After the translation agencies return the content to the company translated into a kind of English, the originating teams at Hyundai would publish it in the form of a product brochure, or ad, or text on a film, or a corporate website. The alternative is that the copy is written in-house, in English, by a bilingual Korean. But unless that person reads and writes native-level English, again, you often get Konglish. In addition, there was no one filter through which all English generated by Hyundai headquarters must pass, so that meant there was no one standard of English. Aside from the fact that we were publishing incorrect English, we were publishing English written in many voices.

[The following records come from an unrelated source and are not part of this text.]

//! MySQL authentication plugins.
//!
//! Plugins are looked up by the name the server advertises:
//! - `mysql_native_password`: SHA1-based (MySQL < 8.0 default)
//! - `caching_sha2_password`: SHA256-based (MySQL 8.0+ default)
//! - `sha256_password`: password sent RSA-encrypted
//! - `mysql_clear_password`: cleartext, only when explicitly enabled
//!
//! # mysql_native_password
//!
//! ```text
//! SHA1(password) XOR SHA1(seed + SHA1(SHA1(password)))
//! ```
//!
//! # caching_sha2_password
//!
//! Fast auth (if cached on server):
//! ```text
//! XOR(SHA256(password), SHA256(SHA256(SHA256(password)) + seed))
//! ```
//!
//! Full auth over a plain TCP connection encrypts the password with the
//! server's RSA public key (OAEP padding).

use rand::rngs::OsRng;
use rsa::RsaPublicKey;
use rsa::pkcs1::DecodeRsaPublicKey;
use rsa::pkcs8::DecodePublicKey;
use sha1::Sha1;
use sha2::{Digest, Sha256};
use sqlwire_core::{AuthError, AuthErrorKind};

/// Well-known authentication plugin names.
pub mod plugins {
    pub const MYSQL_NATIVE_PASSWORD: &str = "mysql_native_password";
    pub const CACHING_SHA2_PASSWORD: &str = "caching_sha2_password";
    pub const SHA256_PASSWORD: &str = "sha256_password";
    pub const MYSQL_CLEAR_PASSWORD: &str = "mysql_clear_password";
}

/// Status bytes carried in AuthMoreData (0x01) packets.
pub mod caching_sha2 {
    /// Client asks for the server's RSA public key
    pub const REQUEST_PUBLIC_KEY: u8 = 0x02;
    /// Fast auth succeeded; an OK packet follows
    pub const FAST_AUTH_SUCCESS: u8 = 0x03;
    /// Scramble not cached; full password exchange required
    pub const PERFORM_FULL_AUTH: u8 = 0x04;
}

/// A supported authentication plugin.
#[derive(Debug, Clone, Copy, PartialEq, Eq)]
pub enum AuthPlugin {
    NativePassword,
    CachingSha2Password,
    Sha256Password,
    ClearPassword,
}

impl AuthPlugin {
    /// Look up a plugin by its protocol name.
    pub fn from_name(name: &str) -> Option<Self> {
        match name {
            plugins::MYSQL_NATIVE_PASSWORD => Some(Self::NativePassword),
            plugins::CACHING_SHA2_PASSWORD => Some(Self::CachingSha2Password),
            plugins::SHA256_PASSWORD => Some(Self::Sha256Password),
            plugins::MYSQL_CLEAR_PASSWORD => Some(Self::ClearPassword),
            _ => None,
        }
    }

    /// Resolve the plugin the server asked for.
    ///
    /// Unknown plugins, and the cleartext plugin unless allowed, fail with
    /// `UnsupportedPlugin`.
    pub fn negotiate(name: &str, allow_cleartext: bool) -> Result<Self, AuthError> {
        match Self::from_name(name) {
            Some(Self::ClearPassword) if !allow_cleartext => Err(AuthError {
                kind: AuthErrorKind::UnsupportedPlugin(name.to_string()),
                message: "cleartext password plugin requested but not enabled".to_string(),
                code: None,
            }),
            Some(plugin) => Ok(plugin),
            None => Err(AuthError {
                kind: AuthErrorKind::UnsupportedPlugin(name.to_string()),
                message: format!("authentication plugin '{name}' is not supported"),
                code: None,
            }),
        }
    }

    pub const fn name(self) -> &'static str {
        match self {
            Self::NativePassword => plugins::MYSQL_NATIVE_PASSWORD,
            Self::CachingSha2Password => plugins::CACHING_SHA2_PASSWORD,
            Self::Sha256Password => plugins::SHA256_PASSWORD,
            Self::ClearPassword => plugins::MYSQL_CLEAR_PASSWORD,
        }
    }

    /// First auth response for this plugin.
    ///
    /// `sha256_password` either encrypts straight away with a configured key
    /// or sends `0x01` to ask the server for its key.
    pub fn initial_response(
        self,
        password: &str,
        seed: &[u8],
        server_public_key: Option<&[u8]>,
    ) -> Result<Vec<u8>, AuthError> {
        match self {
            Self::NativePassword => Ok(mysql_native_password(password, seed)),
            Self::CachingSha2Password => Ok(caching_sha2_password(password, seed)),
            Self::ClearPassword => Ok(clear_password(password)),
            Self::Sha256Password => {
                if password.is_empty() {
                    Ok(Vec::new())
                } else if let Some(key) = server_public_key {
                    rsa_encrypt_password(password, seed, key)
                } else {
                    Ok(vec![0x01])
                }
            }
        }
    }
}

/// Compute the mysql_native_password response.
///
/// Returns an empty response for an empty password.
pub fn mysql_native_password(password: &str, auth_data: &[u8]) -> Vec<u8> {
    if password.is_empty() {
        return vec![];
    }

    let seed = &auth_data[..auth_data.len().min(20)];

    let stage1: [u8; 20] = Sha1::digest(password.as_bytes()).into();
    let stage2: [u8; 20] = Sha1::digest(stage1).into();

    let mut hasher = Sha1::new();
    hasher.update(seed);
    hasher.update(stage2);
    let stage3: [u8; 20] = hasher.finalize().into();

    stage1.iter().zip(stage3.iter()).map(|(a, b)| a ^ b).collect()
}

/// Compute the caching_sha2_password fast-auth response.
///
/// Returns an empty response for an empty password.
pub fn caching_sha2_password(password: &str, auth_data: &[u8]) -> Vec<u8> {
    if password.is_empty() {
        return vec![];
    }

    // Servers may send the 20-byte scramble followed by a NUL
    let seed = if auth_data.len() == 21 && auth_data.last() == Some(&0) {
        &auth_data[..20]
    } else {
        auth_data
    };

    let password_hash: [u8; 32] = Sha256::digest(password.as_bytes()).into();
    let password_hash_hash: [u8; 32] = Sha256::digest(password_hash).into();

    let mut hasher = Sha256::new();
    hasher.update(password_hash_hash);
    hasher.update(seed);
    let scramble: [u8; 32] = hasher.finalize().into();

    password_hash
        .iter()
        .zip(scramble.iter())
        .map(|(a, b)| a ^ b)
        .collect()
}

/// NUL-terminated cleartext password.
pub fn clear_password(password: &str) -> Vec<u8> {
    let mut out = password.as_bytes().to_vec();
    out.push(0);
    out
}

/// Encrypt the password with the server's RSA public key.
///
/// The NUL-terminated password is XORed with the rotating seed, then
/// encrypted with OAEP(SHA1). Accepts SPKI and PKCS#1 PEM keys.
pub fn rsa_encrypt_password(
    password: &str,
    seed: &[u8],
    public_key_pem: &[u8],
) -> Result<Vec<u8>, AuthError> {
    if seed.is_empty() {
        return Err(full_auth_error("empty auth seed"));
    }

    let mut pw = clear_password(password);
    for (i, b) in pw.iter_mut().enumerate() {
        *b ^= seed[i % seed.len()];
    }

    let pem = std::str::from_utf8(public_key_pem)
        .map_err(|e| full_auth_error(format!("public key is not valid PEM: {e}")))?;
    let pem = pem.trim_end_matches('\0').trim();

    let key = RsaPublicKey::from_public_key_pem(pem)
        .or_else(|_| RsaPublicKey::from_pkcs1_pem(pem))
        .map_err(|e| full_auth_error(format!("failed to parse RSA public key: {e}")))?;

    key.encrypt(&mut OsRng, rsa::Oaep::new::<Sha1>(), &pw)
        .map_err(|e| full_auth_error(format!("RSA encryption failed: {e}")))
}

fn full_auth_error(message: impl Into<String>) -> AuthError {
    AuthError {
        kind: AuthErrorKind::FullAuthUnavailable,
        message: message.into(),
        code: None,
    }
}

Because Koreans are schooled in English from childhood, many Koreans think they have a good command of English. Instead, what they have is “test English,” which is taught generally by Koreans, not native English speakers, and is geared for achievement on the national college entrance exam, not for daily use with native speakers. As Eduardo once told me, “Sir, it may be hard for us to speak and write Western English, but we can diagram the hell out of a sentence.” Thus, Konglish may be unclear or baroque to English speakers, and the Koreans are at a loss to understand why.

A couple examples that I ran across during my time editing copy at Hyundai:

I am confident to say that the greatest dedication you have made would be a stepping-stone for the exceptional total brand experience before and after sales as well as during the ownership of Hyundai car.

And:

Recognizing such desperate efforts for quality improvement, many customers are turning to Hyundai.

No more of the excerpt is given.